> WHAT TO WORK ON
For the records below, output each line exactly as it appears, from the first through the line with "repository e1be191123366a87".

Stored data

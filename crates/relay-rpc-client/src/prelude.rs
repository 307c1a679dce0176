//! # RPC Client Prelude
//!
//! ```rust
//! use relay_rpc_client::prelude::*;
//! ```

// Core client types
pub use crate::client::{ActionHandle, RpcClient, RpcClientBuilder, ServiceHandle};
pub use crate::config::{ClientConfig, IdPolicy, TimeoutConfig};
pub use crate::error::{RpcClientError, RpcClientResult};

// Transport types
pub use crate::transport::{HttpTransport, Transport};

pub use relay_json_rpc_server::ServiceError;

// Standard library types commonly used with the client
pub use std::time::Duration;
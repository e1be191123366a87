//! Core types for style diagnostics and results.

use miette::SourceSpan;
use serde::{Deserialize, Serialize};
use std::path::PathBuf;

/// Severity level for style diagnostics.
#[derive(Debug, Clone, Copy, PartialEq, Eq, PartialOrd, Ord, Hash, Serialize, Deserialize)]
#[serde(rename_all = "lowercase")]
pub enum Severity {
    /// Informational message, does not fail a check run.
    Info,
    /// Warning that should be addressed.
    Warning,
    /// Error that must be fixed.
    Error,
}

impl std::fmt::Display for Severity {
    fn fmt(&self, f: &mut std::fmt::Formatter<'_>) -> std::fmt::Result {
        match self {
            Self::Info => write!(f, "info"),
            Self::Warning => write!(f, "warning"),
            Self::Error => write!(f, "error"),
        }
    }
}

/// Source code location a diagnostic is anchored to.
#[derive(Debug, Clone, PartialEq, Eq, Hash, Serialize, Deserialize)]
pub struct Location {
    /// File path as reported by the host.
    pub file: PathBuf,
    /// Line number (1-indexed), taken from the anchoring token.
    pub line: usize,
    /// Byte offset in file (for miette integration).
    pub offset: usize,
    /// Length of the span in bytes.
    pub length: usize,
}

impl Location {
    /// Creates a new location.
    #[must_use]
    pub fn new(file: impl Into<PathBuf>, line: usize) -> Self {
        Self {
            file: file.into(),
            line,
            offset: 0,
            length: 0,
        }
    }

    /// Sets the byte offset and length for this location.
    #[must_use]
    pub fn with_span(mut self, offset: usize, length: usize) -> Self {
        self.offset = offset;
        self.length = length;
        self
    }
}

/// A single reported rule violation.
///
/// One diagnostic is emitted per violated condition per anchoring token;
/// rules never emit duplicates for the same condition on the same token.
#[derive(Debug, Clone, Serialize, Deserialize)]
pub struct Diagnostic {
    /// Violation code (e.g., "NotEndingWithException").
    pub code: String,
    /// Rule name (e.g., "exception-declaration").
    pub rule: String,
    /// Severity of this diagnostic.
    pub severity: Severity,
    /// Anchoring location.
    pub location: Location,
    /// Human-readable message.
    pub message: String,
}

impl Diagnostic {
    /// Creates a new diagnostic.
    #[must_use]
    pub fn new(
        code: impl Into<String>,
        rule: impl Into<String>,
        severity: Severity,
        location: Location,
        message: impl Into<String>,
    ) -> Self {
        Self {
            code: code.into(),
            rule: rule.into(),
            severity,
            location,
            message: message.into(),
        }
    }

    /// Full source identifier in `rule.Code` form.
    #[must_use]
    pub fn source_id(&self) -> String {
        format!("{}.{}", self.rule, self.code)
    }

    /// Formats the diagnostic for terminal output.
    #[must_use]
    pub fn format(&self) -> String {
        format!(
            "{} {} at {}:{}\n  {}: {}\n",
            self.code,
            self.rule,
            self.location.file.display(),
            self.location.line,
            self.severity,
            self.message,
        )
    }
}

impl std::fmt::Display for Diagnostic {
    fn fmt(&self, f: &mut std::fmt::Formatter<'_>) -> std::fmt::Result {
        write!(
            f,
            "{}:{}: {} [{}] {}",
            self.location.file.display(),
            self.location.line,
            self.severity,
            self.source_id(),
            self.message
        )
    }
}

/// Converts a [`Diagnostic`] to a miette diagnostic for rich error display.
#[allow(dead_code)] // Public API for miette integration
#[derive(Debug, thiserror::Error, miette::Diagnostic)]
#[error("{message}")]
pub struct StyleDiagnostic {
    message: String,
    #[label("{label_message}")]
    span: SourceSpan,
    label_message: String,
}

impl From<&Diagnostic> for StyleDiagnostic {
    fn from(d: &Diagnostic) -> Self {
        Self {
            message: format!("[{}] {}", d.source_id(), d.message),
            span: SourceSpan::from((d.location.offset, d.location.length)),
            label_message: d.rule.clone(),
        }
    }
}

/// Result of checking one or more files.
#[derive(Debug, Default, Serialize, Deserialize)]
pub struct CheckResult {
    /// All diagnostics found, sorted by line within each file.
    pub diagnostics: Vec<Diagnostic>,
    /// Number of files checked.
    pub files_checked: usize,
}

impl CheckResult {
    /// Creates a new empty result.
    #[must_use]
    pub fn new() -> Self {
        Self::default()
    }

    /// Returns true if there are any error-severity diagnostics.
    #[must_use]
    pub fn has_errors(&self) -> bool {
        self.diagnostics
            .iter()
            .any(|d| d.severity == Severity::Error)
    }

    /// Checks if any diagnostics meet or exceed the given severity threshold.
    #[must_use]
    pub fn has_diagnostics_at(&self, severity: Severity) -> bool {
        self.diagnostics.iter().any(|d| d.severity >= severity)
    }

    /// Counts diagnostics by severity as `(errors, warnings, infos)`.
    #[must_use]
    pub fn count_by_severity(&self) -> (usize, usize, usize) {
        let mut counts = (0, 0, 0);
        for d in &self.diagnostics {
            match d.severity {
                Severity::Error => counts.0 += 1,
                Severity::Warning => counts.1 += 1,
                Severity::Info => counts.2 += 1,
            }
        }
        counts
    }

    /// Formats diagnostics as a test failure report.
    ///
    /// Produces a human-readable multi-line report suitable for `panic!()`
    /// messages in `cargo test` integration.
    #[must_use]
    pub fn format_test_report(&self, fail_on: Severity) -> String {
        use std::fmt::Write;

        let failing: Vec<&Diagnostic> = self
            .diagnostics
            .iter()
            .filter(|d| d.severity >= fail_on)
            .collect();

        let mut report = String::new();
        let _ = writeln!(report, "\n=== phlint: {} diagnostic(s) ===\n", failing.len());

        for d in &failing {
            let _ = writeln!(
                report,
                "{} [{}] at {}:{}",
                d.rule,
                d.code,
                d.location.file.display(),
                d.location.line,
            );
            let _ = writeln!(report, "  {}: {}", d.severity, d.message);
            let _ = writeln!(report);
        }

        let (errors, warnings, infos) = self.count_by_severity();
        let _ = writeln!(
            report,
            "Total: {errors} error(s), {warnings} warning(s), {infos} info(s) in {} file(s)",
            self.files_checked
        );

        report
    }

    /// Adds diagnostics from another result.
    pub fn extend(&mut self, other: Self) {
        self.diagnostics.extend(other.diagnostics);
        self.files_checked += other.files_checked;
    }
}
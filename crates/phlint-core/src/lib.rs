//! # phlint-core
//!
//! Core framework for token-stream style checking.
//!
//! This crate provides the foundational traits and types for building
//! style checkers over tokenized PHP-like sources. It includes:
//!
//! - [`Rule`] trait for per-trigger token rules
//! - [`Checker`] for registering rules and dispatching token streams
//! - [`Diagnostic`] for representing style findings
//! - [`nav`] helpers for scope-bounded token navigation
//!
//! The tokenizer is deliberately out of scope: the host produces a
//! [`TokenStream`] and feeds it to the checker.
//!
//! ## Example
//!
//! ```ignore
//! use phlint_core::{Checker, Config, FileContext};
//!
//! let checker = Checker::builder()
//!     .rule(MyRule::new())
//!     .config(Config::default())
//!     .build();
//!
//! let result = checker.check_stream(&FileContext::new(path), &stream);
//! ```

#![forbid(unsafe_code)]
#![warn(missing_docs)]

mod checker;
mod config;
mod context;
mod rule;
mod token;
mod types;

/// Token navigation helpers for rule implementations.
pub mod nav;

pub use checker::{CheckError, Checker, CheckerBuilder};
pub use config::{Config, ConfigError, RuleConfig};
pub use context::FileContext;
pub use rule::{Rule, RuleBox};
pub use token::{Token, TokenKind, TokenStream};
pub use types::{CheckResult, Diagnostic, Location, Severity, StyleDiagnostic};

> ANSWER TO THE PROBLEM
filename crates/relay-rpc-client/src/prelude.rs
repository 307c1a679dce0176
//! # RPC Client Prelude
//!
//! ```rust
//! use relay_rpc_client::prelude::*;
//! ```

// Core client types
pub use crate::client::{ActionHandle, RpcClient, RpcClientBuilder, ServiceHandle};
pub use crate::config::{ClientConfig, IdPolicy, TimeoutConfig};
pub use crate::error::{RpcClientError, RpcClientResult};

// Transport types
pub use crate::transport::{HttpTransport, Transport};

pub use relay_json_rpc_server::ServiceError;

// Standard library types commonly used with the client
pub use std::time::Duration;
repository e1be191123366a87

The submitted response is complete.